Мэри не произнесла ни звука, но лицо ее побелело как полотно, глаза расширились и смотрели дико, ноги задрожали, и она инстинктивно протянула руку, ища опоры.
– А ты знала этого мистера Карсона? – безжалостно продолжала старуха. – Говорят, что знала, и даже очень хорошо. И что из-за тебя мой ненаглядный сын его застрелил. Только он не убивал его. Я знаю, что не убивал. Его могут повесить, но мать его до своего последнего вздоха будет твердить, что он невиновен.
Она умолкла – больше от усталости, чем от недостатка слов. Тогда заговорила Мэри, но таким изменившимся, глухим голосом, что старуха даже вздрогнула. Казалось, в комнате появился кто-то третий – так хрипло и неестественно звучал голос Мэри.
– Что… что вы сказали? Я не поняла вас. Что сделал Джем? Объясните мне, пожалуйста.
– Я не говорила, что он это сделал. Я сказала, что он этого не делал. Ну и что с того, что кто-то слышал, как они ссорились, или что его пистолет нашли подле тела. Мой Джем никогда не станет убивать человека, как бы ни вскружила ему голову девчонка. Мой Джем – такой добрый, он был благословением дома, в котором родился! – Слезы обожгли глаза матери при воспоминании о тех днях, когда она качала в колыбели своего первенца; события его жизни быстро промелькнули в ее памяти, перед нею снова со всею ясностью встало настоящее, и, видно, досадуя на себя за мягкость, проявленную в присутствии Далилы, [97] очаровавшей ее сына, чтобы погубить его, она продолжала уже более резким тоном: – Сколько раз я говорила ему, чтобы он перестал думать о тебе, но он не хотел меня слушать. А ведь ты, дрянь этакая, недостойна стирать пыль с его сапог! Вертихвостка ты, потаскушка, вот ты кто! Какое счастье, что твоя мать, бедняжка, не знает, что из тебя получилось!
– Мама, ах, мамочка! – воскликнула Мэри, словно прося умершую о помощи. – Но я была недостойна его! Я знаю, что недостойна, – добавила она с трогательным смирением.
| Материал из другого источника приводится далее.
use tracing::{debug, info, warn};

use crate::config::Config;
use crate::core::services::summary_service::DEFAULT_SERIES_LABEL;
use crate::core::services::{BudgetService, CategoryService, ChartSeries, SummaryService};
use crate::domain::common::position_of;
use crate::domain::{Bill, BillDraft, BillId, Displayable, Identifiable};
use crate::errors::BillError;

/// Owns the bill collection and keeps its derived views current.
///
/// The filtered view and the highlighted subset are recomputed from the full
/// collection inside every call that could affect them, so readers never see
/// a view that disagrees with [`BillStore::bills`].
#[derive(Debug, Clone)]
pub struct BillStore {
    bills: Vec<Bill>,
    filtered: Vec<Bill>,
    highlighted: Vec<Bill>,
    active_category: Option<String>,
    active_budget: Option<f64>,
    default_budget: Option<f64>,
    next_id: u64,
    chart_label: String,
    category_options: Vec<String>,
}

impl Default for BillStore {
    fn default() -> Self {
        Self::new()
    }
}

impl BillStore {
    pub fn new() -> Self {
        Self {
            bills: Vec::new(),
            filtered: Vec::new(),
            highlighted: Vec::new(),
            active_category: None,
            active_budget: None,
            default_budget: None,
            next_id: 1,
            chart_label: DEFAULT_SERIES_LABEL.to_string(),
            category_options: Vec::new(),
        }
    }

    /// Creates an empty store labelled and budgeted from `config`.
    ///
    /// The configured budget is only a suggestion for the caller's budget
    /// input; nothing is highlighted until [`BillStore::calculate_minimum_bills`] runs.
    pub fn with_config(config: &Config) -> Self {
        let mut store = Self::new();
        store.chart_label = config.chart_label.clone();
        store.default_budget = Some(config.default_budget);
        store.category_options = config.categories.clone();
        store
    }

    /// Appends a bill whose id the caller chose.
    ///
    /// Fails without touching any state when the id is already present.
    pub fn add(&mut self, bill: Bill) -> Result<BillId, BillError> {
        if self.get(bill.id).is_some() {
            warn!(id = %bill.id, "rejected bill with duplicate id");
            return Err(BillError::DuplicateId(bill.id));
        }
        let id = bill.id;
        self.next_id = self.next_id.max(id.value().saturating_add(1));
        debug!(%id, bill = %bill.display_label(), "bill added");
        self.bills.push(bill);
        self.refresh();
        Ok(id)
    }

    /// Appends a bill under the next free id and returns that id.
    pub fn add_draft(&mut self, draft: BillDraft) -> BillId {
        let id = self.allocate_id();
        let bill = draft.into_bill(id);
        debug!(%id, bill = %bill.display_label(), "bill added");
        self.bills.push(bill);
        self.refresh();
        id
    }

    /// Replaces the bill with the same id in place, keeping its position.
    ///
    /// Returns `false` and changes nothing when no bill has that id.
    pub fn edit(&mut self, bill: Bill) -> bool {
        let Some(index) = position_of(&self.bills, bill.id()) else {
            debug!(id = %bill.id, "edit ignored: unknown bill");
            return false;
        };
        debug!(id = %bill.id, bill = %bill.display_label(), "bill edited");
        self.bills[index] = bill;
        self.refresh();
        true
    }

    /// Removes the bill with `id`, returning it. Unknown ids are ignored.
    pub fn remove(&mut self, id: BillId) -> Option<Bill> {
        let Some(index) = position_of(&self.bills, id) else {
            debug!(%id, "remove ignored: unknown bill");
            return None;
        };
        let removed = self.bills.remove(index);
        debug!(%id, remaining = self.bills.len(), "bill removed");
        self.refresh();
        Some(removed)
    }

    /// Sets the active category filter; `None` or `""` clears it.
    pub fn filter_by_category(&mut self, category: Option<&str>) {
        self.active_category = category
            .filter(|category| !category.is_empty())
            .map(str::to_string);
        self.refresh_filtered();
        debug!(
            category = self.active_category.as_deref().unwrap_or(""),
            visible = self.filtered.len(),
            "category filter applied"
        );
    }

    pub fn clear_filter(&mut self) {
        self.filter_by_category(None);
    }

    /// Highlights the bills the greedy selector fits into `budget`.
    ///
    /// `budget` becomes the active budget: later mutations re-run the
    /// selection against it.
    pub fn calculate_minimum_bills(&mut self, budget: f64) -> &[Bill] {
        self.active_budget = Some(budget);
        self.refresh_highlighted();
        info!(
            budget,
            highlighted = self.highlighted.len(),
            total = self.highlighted_total(),
            "minimum bills calculated"
        );
        &self.highlighted
    }

    pub fn bills(&self) -> &[Bill] {
        &self.bills
    }

    pub fn filtered(&self) -> &[Bill] {
        &self.filtered
    }

    pub fn highlighted(&self) -> &[Bill] {
        &self.highlighted
    }

    pub fn get(&self, id: BillId) -> Option<&Bill> {
        self.bills.iter().find(|bill| bill.id == id)
    }

    pub fn len(&self) -> usize {
        self.bills.len()
    }

    pub fn is_empty(&self) -> bool {
        self.bills.is_empty()
    }

    pub fn active_category(&self) -> Option<&str> {
        self.active_category.as_deref()
    }

    pub fn active_budget(&self) -> Option<f64> {
        self.active_budget
    }

    pub fn default_budget(&self) -> Option<f64> {
        self.default_budget
    }

    pub fn is_highlighted(&self, id: BillId) -> bool {
        position_of(&self.highlighted, id).is_some()
    }

    pub fn highlighted_total(&self) -> f64 {
        BudgetService::total(&self.highlighted)
    }

    /// Configured categories offered to the caller's category picker.
    pub fn category_options(&self) -> &[String] {
        &self.category_options
    }

    /// Distinct categories present in the collection.
    pub fn categories(&self) -> Vec<String> {
        CategoryService::list(&self.bills)
    }

    /// Per-month totals of the filtered view.
    pub fn monthly_chart(&self) -> ChartSeries {
        SummaryService::monthly_series(&self.filtered, self.chart_label.clone())
    }

    /// Hands out `next_id`, scanning past ids a caller already claimed.
    ///
    /// The counter wraps at `u64::MAX`; the scan keeps wrapped ids unique.
    fn allocate_id(&mut self) -> BillId {
        let mut candidate = self.next_id;
        while self.get(BillId(candidate)).is_some() {
            candidate = candidate.wrapping_add(1);
        }
        self.next_id = candidate.wrapping_add(1);
        BillId(candidate)
    }

    fn refresh(&mut self) {
        self.refresh_filtered();
        self.refresh_highlighted();
    }

    fn refresh_filtered(&mut self) {
        self.filtered = CategoryService::filter(&self.bills, self.active_category.as_deref());
    }

    fn refresh_highlighted(&mut self) {
        self.highlighted = match self.active_budget {
            Some(budget) => BudgetService::select_within_budget(&self.bills, budget),
            None => Vec::new(),
        };
    }
}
В эту минуту в сердце ее похоронным звоном зазвучали зловещие слова, пророчески сказанные им во время их последнего свидания: «Может, Мэри, я стану пьяницей, может, вором, может, убийцей. Но запомни: когда все будут плохо отзываться обо мне, ты не смей меня осуждать, потому что я стану таким из-за твоего жестокосердия».
Нет, она не осуждала его, хотя и не сомневалась в его вине: она чувствовала, что ее тоже ревность могла бы толкнуть на самый безумный поступок, а разве мало дала она ему оснований для ревности, – она, жалкое существо, виновница всех бед! Говори, несчастная мать! Оскорбляй ее, как хочешь! Дух Мэри был сломлен: ей казалось, что она заслужила все эти горькие упреки.
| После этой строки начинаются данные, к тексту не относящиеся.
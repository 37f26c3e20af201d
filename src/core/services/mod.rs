pub mod budget_service;
pub mod category_service;
pub mod summary_service;

pub use budget_service::BudgetService;
pub use category_service::CategoryService;
pub use summary_service::{ChartSeries, SummaryService};
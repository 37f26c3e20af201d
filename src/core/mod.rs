//! Bill state and the pure computations derived from it.

pub mod bill_store;
pub mod services;

pub use bill_store::BillStore;
//! Monthly aggregation of bill amounts for charting.

use serde::{Deserialize, Serialize};

use crate::domain::{month_label, Bill};

pub const DEFAULT_SERIES_LABEL: &str = "Total Bills Per Month";

/// A named line series: one value per label, in matching positions.
#[derive(Debug, Clone, PartialEq, Serialize, Deserialize)]
pub struct ChartSeries {
    pub label: String,
    pub labels: Vec<String>,
    pub values: Vec<f64>,
}

impl ChartSeries {
    pub fn len(&self) -> usize {
        self.labels.len()
    }

    pub fn is_empty(&self) -> bool {
        self.labels.is_empty()
    }

    /// Iterates `(label, value)` pairs.
    pub fn points(&self) -> impl Iterator<Item = (&str, f64)> + '_ {
        self.labels
            .iter()
            .map(String::as_str)
            .zip(self.values.iter().copied())
    }
}

pub struct SummaryService;

impl SummaryService {
    /// Sums amounts per month label.
    ///
    /// # Returns
    /// Labels in first-seen order (not calendar order) and the matching sums.
    /// Bills from different years share a bucket when their month matches.
    pub fn aggregate_by_month(bills: &[Bill]) -> (Vec<String>, Vec<f64>) {
        let mut labels: Vec<String> = Vec::new();
        let mut sums: Vec<f64> = Vec::new();

        for bill in bills {
            let label = month_label(bill.date);
            match labels.iter().position(|existing| existing == label) {
                Some(index) => sums[index] += bill.amount,
                None => {
                    labels.push(label.to_string());
                    sums.push(bill.amount);
                }
            }
        }

        (labels, sums)
    }

    /// Wraps [`SummaryService::aggregate_by_month`] into a named series.
    pub fn monthly_series(bills: &[Bill], label: impl Into<String>) -> ChartSeries {
        let (labels, values) = Self::aggregate_by_month(bills);
        ChartSeries {
            label: label.into(),
            labels,
            values,
        }
    }
}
Однако смирение Мэри, ее последние, полные самоуничижения слова тронули сердце миссис Уилсон, несмотря на всю испытываемую ею боль. Она посмотрела на мертвенно-бледную девушку, увидела печальные, исполненные безутешного горя глаза и невольно смягчилась.
– Вот видишь, Мэри, к чему приводит легкомыслие. По твоей вине Джем попал теперь под подозрение, а ведь он невинен, как дитя в утробе матери. С тебя и весь спрос будет, если его повесят. Тогда и моя смерть падет на твою голову!
Как бы ни были резки сами по себе эти слова, миссис Уилсон произнесла их гораздо более мягким тоном, чем прежде. Но мысль о том, что Джема могут повесить, что он может умереть, поразила Мэри, и она закрыла глаза похудевшими руками, словно загораживая их от страшного зрелища.
Она пробормотала что-то, но хотя произнесла это тихо, словно от горя у нее перехватило голос, Джейн Уилсон все же разобрала слова.
– У меня сейчас разорвется сердце, – еле слышно бормотала она. – Разорвется сердце.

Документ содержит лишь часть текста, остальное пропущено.